• Your objective
Look through the data for the string "encoded". Copy every line where it is found.

• Given entries
+ + + +

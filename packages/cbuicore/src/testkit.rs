//! Testkit: conformance adapter runner.
//!
//! Runs the shared conformance vectors (`tests/conformance/vectors.json`)
//! against anything that implements [`CbuiAdapter`]. Each adapter method maps
//! to one vector category; unimplemented methods skip.
//!
//! ## Usage
//!
//! 1. Implement `CbuiAdapter`
//! 2. Call `load_vectors()` to parse vectors.json
//! 3. Call `run_vectors()` to execute all vectors
//! 4. Inspect the `TestReport` for pass/fail + diffs
//!
//! Only compiled with the `testkit` cargo feature:
//!
//! ```toml
//! [dev-dependencies]
//! cbuicore = { version = "1", features = ["testkit"] }
//! ```
//!
//! ## Vector Format
//!
//! Parameter sets are ordered arrays of `[key, value]` pairs so that
//! insertion order (which the final URL depends on) survives JSON.
//!
//! ```json
//! { "id": "v2_001",
//!   "input": { "params": [["b", "2"], ["a", "1"]],
//!              "http_method": "GET", "host": "example.com", "request_path": "/" },
//!   "expected": { "string_to_sign": "GET\nexample.com\n/\na=1&b=2" } }
//! ```
//!
//! ## Example
//!
//! ```rust
//! use cbuicore::testkit::{load_vectors, run_vectors, AdapterResult, CbuiAdapter};
//!
//! struct EncodeOnly;
//! impl CbuiAdapter for EncodeOnly {
//!     fn percent_encode(&self, input: &str) -> AdapterResult {
//!         AdapterResult::ok(cbuicore::cbui_percent_encode(input))
//!     }
//! }
//!
//! let data = br#"{ "schema_version": 1, "percent_encoding": [
//!     { "id": "pe_001", "input": { "value": "a b" }, "expected": { "encoded": "a%20b" } }
//! ] }"#;
//! let vectors = load_vectors(data).unwrap();
//! let report = run_vectors(&vectors, &EncodeOnly);
//! assert!(report.all_passed(), "Failures: {:?}", report.failures());
//! ```

use serde::Deserialize;
use std::collections::BTreeMap;

use crate::endpoint::SignatureContext;
use crate::params::ParameterSet;

// ── Vector Types ─────────────────────────────────────────────────────

/// Top-level vectors file.
#[derive(Debug, Deserialize)]
pub struct VectorFile {
    /// Schema version
    pub schema_version: u32,
    /// Protocol version these vectors are locked to
    #[serde(default)]
    pub protocol_version: String,
    /// All vector categories
    #[serde(flatten)]
    pub categories: BTreeMap<String, serde_json::Value>,
}

/// A single conformance vector.
#[derive(Debug, Clone, Deserialize)]
pub struct Vector {
    /// Unique vector ID (e.g., "v2_001")
    pub id: String,
    /// Category (e.g., "string_to_sign_v2"); filled from the file section
    #[serde(default)]
    pub category: String,
    #[serde(default)]
    pub description: String,
    /// Input data (varies by category)
    #[serde(default)]
    pub input: serde_json::Value,
    /// Expected output (varies by category)
    #[serde(default)]
    pub expected: serde_json::Value,
}

// ── Adapter Interface ────────────────────────────────────────────────

/// Result from an adapter operation.
#[derive(Debug, Clone)]
pub struct AdapterResult {
    /// Successful output (encoded string, signature, URL, etc.)
    pub output: Option<String>,
    pub ok: bool,
    /// Error code if failed (e.g., "CBUI_MISSING_PARAMETER")
    pub error_code: Option<String>,
}

impl AdapterResult {
    pub fn ok(output: impl Into<String>) -> Self {
        Self {
            output: Some(output.into()),
            ok: true,
            error_code: None,
        }
    }

    pub fn ok_bool(val: bool) -> Self {
        Self::ok(val.to_string())
    }

    pub fn error(code: impl Into<String>) -> Self {
        Self {
            output: None,
            ok: false,
            error_code: Some(code.into()),
        }
    }

    /// Skipped (adapter doesn't support this operation).
    pub fn skip() -> Self {
        Self {
            output: None,
            ok: true,
            error_code: None,
        }
    }

    fn is_skip(&self) -> bool {
        self.output.is_none() && self.ok && self.error_code.is_none()
    }
}

/// One method per vector category. Return `AdapterResult::skip()` for
/// categories not implemented.
pub trait CbuiAdapter {
    /// RFC 3986 encoding: raw value → encoded
    fn percent_encode(&self, input: &str) -> AdapterResult { let _ = input; AdapterResult::skip() }
    /// V1 string-to-sign: params → concatenation
    fn string_to_sign_v1(&self, params: &ParameterSet) -> AdapterResult { let _ = params; AdapterResult::skip() }
    /// V2 string-to-sign: (params, context) → four-line string
    fn string_to_sign_v2(&self, params: &ParameterSet, context: &SignatureContext) -> AdapterResult { let _ = (params, context); AdapterResult::skip() }
    /// Signing: full inputs → base64 signature
    fn sign(&self, input: &SignInput<'_>) -> AdapterResult { let _ = input; AdapterResult::skip() }
    /// Endpoint derivation: endpoint → host header
    fn host_header(&self, endpoint: &str) -> AdapterResult { let _ = endpoint; AdapterResult::skip() }
    /// URL building: (endpoint, params, secret) → signed URL
    fn build_url(&self, endpoint: &str, params: &ParameterSet, secret_key: &str) -> AdapterResult { let _ = (endpoint, params, secret_key); AdapterResult::skip() }
    /// Timing-safe comparison: (a, b) → bool
    fn timing_safe_equal(&self, a: &str, b: &str) -> AdapterResult { let _ = (a, b); AdapterResult::skip() }
    /// Error behavior: trigger → error code
    fn trigger_error(&self, input: &serde_json::Value) -> AdapterResult { let _ = input; AdapterResult::skip() }
}

/// Inputs of a `signature` vector.
#[derive(Debug, Clone)]
pub struct SignInput<'a> {
    pub params: &'a ParameterSet,
    /// `"1"` or `"2"`
    pub version: &'a str,
    /// `"HmacSHA1"` or `"HmacSHA256"`
    pub method: &'a str,
    pub context: &'a SignatureContext,
    pub secret_key: &'a str,
}

// ── Loading ──────────────────────────────────────────────────────────

const METADATA_KEYS: &[&str] = &["schema_version", "protocol_version", "generated_from", "description"];

/// Load vectors from raw JSON bytes (e.g., `include_bytes!`).
///
/// Malformed vectors are reported, never dropped.
pub fn load_vectors(data: &[u8]) -> Result<Vec<Vector>, String> {
    let file: VectorFile =
        serde_json::from_slice(data).map_err(|e| format!("Failed to parse vectors JSON: {}", e))?;

    let mut all_vectors = Vec::new();

    for (key, val) in &file.categories {
        if METADATA_KEYS.contains(&key.as_str()) {
            continue;
        }

        let Some(arr) = val.as_array() else {
            return Err(format!("Category '{}' is not an array", key));
        };

        for item in arr {
            let mut vec = serde_json::from_value::<Vector>(item.clone())
                .map_err(|e| format!("Failed to parse vector in category '{}': {}", key, e))?;
            if vec.category.is_empty() {
                vec.category = key.clone();
            }
            all_vectors.push(vec);
        }
    }

    Ok(all_vectors)
}

/// Load vectors from a file path.
pub fn load_vectors_from_file(path: &str) -> Result<Vec<Vector>, String> {
    let data = std::fs::read(path).map_err(|e| format!("Failed to read {}: {}", path, e))?;
    load_vectors(&data)
}

/// Decode an ordered `[[key, value], ...]` array into a [`ParameterSet`].
///
/// Anything that is not a two-string pair is ignored.
pub fn params_from_json(value: &serde_json::Value) -> ParameterSet {
    value
        .as_array()
        .map(|pairs| {
            pairs
                .iter()
                .filter_map(|pair| match pair.as_array().map(Vec::as_slice) {
                    Some([k, v]) => Some((k.as_str()?.to_string(), v.as_str()?.to_string())),
                    _ => None,
                })
                .collect()
        })
        .unwrap_or_default()
}

// ── Running ──────────────────────────────────────────────────────────

/// Result of running a single vector.
#[derive(Debug, Clone)]
pub struct VectorResult {
    pub id: String,
    pub category: String,
    pub passed: bool,
    pub skipped: bool,
    pub expected: String,
    pub actual: String,
    /// Diff message if failed
    pub diff: Option<String>,
}

/// Report from running all vectors.
#[derive(Debug)]
pub struct TestReport {
    pub results: Vec<VectorResult>,
    pub total: usize,
    pub passed: usize,
    pub failed: usize,
    pub skipped: usize,
}

impl TestReport {
    /// Whether all non-skipped vectors passed.
    pub fn all_passed(&self) -> bool {
        self.failed == 0
    }

    pub fn failures(&self) -> Vec<&VectorResult> {
        self.results.iter().filter(|r| !r.passed && !r.skipped).collect()
    }

    pub fn summary(&self) -> String {
        format!(
            "{}/{} passed, {} failed, {} skipped",
            self.passed, self.total, self.failed, self.skipped
        )
    }
}

/// Run all vectors against an adapter.
///
/// Dispatches each vector to the adapter method for its category, compares
/// outputs, and collects results into a `TestReport`.
pub fn run_vectors(vectors: &[Vector], adapter: &dyn CbuiAdapter) -> TestReport {
    let mut results = Vec::with_capacity(vectors.len());
    let mut passed = 0;
    let mut failed = 0;
    let mut skipped = 0;

    for vec in vectors {
        let result = run_single_vector(vec, adapter);
        if result.skipped {
            skipped += 1;
        } else if result.passed {
            passed += 1;
        } else {
            failed += 1;
        }
        results.push(result);
    }

    TestReport {
        total: vectors.len(),
        passed,
        failed,
        skipped,
        results,
    }
}

fn input_str<'a>(vec: &'a Vector, key: &str) -> &'a str {
    vec.input.get(key).and_then(|v| v.as_str()).unwrap_or("")
}

fn expected_str(vec: &Vector, key: &str) -> String {
    vec.expected.get(key).and_then(|v| v.as_str()).unwrap_or("").to_string()
}

fn context_from(vec: &Vector) -> SignatureContext {
    SignatureContext::new(
        input_str(vec, "http_method"),
        input_str(vec, "host"),
        input_str(vec, "request_path"),
    )
}

fn run_single_vector(vec: &Vector, adapter: &dyn CbuiAdapter) -> VectorResult {
    let category = vec.category.as_str();

    let (adapter_result, expected) = match category {
        "percent_encoding" => (adapter.percent_encode(input_str(vec, "value")), expected_str(vec, "encoded")),
        "string_to_sign_v1" => {
            let params = params_from_json(&vec.input["params"]);
            (adapter.string_to_sign_v1(&params), expected_str(vec, "string_to_sign"))
        }
        "string_to_sign_v2" => {
            let params = params_from_json(&vec.input["params"]);
            let context = context_from(vec);
            (adapter.string_to_sign_v2(&params, &context), expected_str(vec, "string_to_sign"))
        }
        "signature" => {
            let params = params_from_json(&vec.input["params"]);
            let context = context_from(vec);
            let input = SignInput {
                params: &params,
                version: input_str(vec, "version"),
                method: input_str(vec, "method"),
                context: &context,
                secret_key: input_str(vec, "secret_key"),
            };
            (adapter.sign(&input), expected_str(vec, "signature"))
        }
        "host_header" => (adapter.host_header(input_str(vec, "endpoint")), expected_str(vec, "host_header")),
        "build_url" => {
            let params = params_from_json(&vec.input["params"]);
            (
                adapter.build_url(input_str(vec, "endpoint"), &params, input_str(vec, "secret_key")),
                expected_str(vec, "url"),
            )
        }
        "timing_safe_comparison" => {
            let expected = vec.expected.get("equal")
                .and_then(|v| v.as_bool())
                .map(|b| b.to_string())
                .unwrap_or_default();
            (adapter.timing_safe_equal(input_str(vec, "a"), input_str(vec, "b")), expected)
        }
        "error_behavior" => {
            let expected_code = expected_str(vec, "error_code");
            let result = adapter.trigger_error(&vec.input);
            let is_skip = result.is_skip();
            let actual = if result.ok {
                "ok".to_string()
            } else {
                result.error_code.clone().unwrap_or_default()
            };
            let passed = !is_skip && !result.ok && actual == expected_code;
            return VectorResult {
                id: vec.id.clone(),
                category: vec.category.clone(),
                passed,
                skipped: is_skip,
                diff: if passed || is_skip {
                    None
                } else {
                    Some(format!("expected error {}, got {}", expected_code, actual))
                },
                expected: expected_code,
                actual,
            };
        }
        _ => {
            return VectorResult {
                id: vec.id.clone(),
                category: vec.category.clone(),
                passed: false,
                skipped: true,
                expected: String::new(),
                actual: String::new(),
                diff: Some(format!("Unknown category: {}", category)),
            };
        }
    };

    if adapter_result.is_skip() {
        return VectorResult {
            id: vec.id.clone(),
            category: vec.category.clone(),
            passed: false,
            skipped: true,
            expected,
            actual: String::new(),
            diff: None,
        };
    }

    let actual = match (adapter_result.output, adapter_result.error_code) {
        (Some(output), _) => output,
        (None, code) => format!("error:{}", code.unwrap_or_default()),
    };
    let pass = actual == expected;

    VectorResult {
        id: vec.id.clone(),
        category: vec.category.clone(),
        passed: pass,
        skipped: false,
        diff: if pass {
            None
        } else {
            Some(format!("expected: {}\n  actual: {}", expected, actual))
        },
        expected,
        actual,
    }
}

+ + + +

• Exercise answer
//!     { "id": "pe_001", "input": { "value": "a b" }, "expected": { "encoded": "a%20b" } }
    /// Successful output (encoded string, signature, URL, etc.)
    /// RFC 3986 encoding: raw value → encoded
        "percent_encoding" => (adapter.percent_encode(input_str(vec, "value")), expected_str(vec, "encoded")),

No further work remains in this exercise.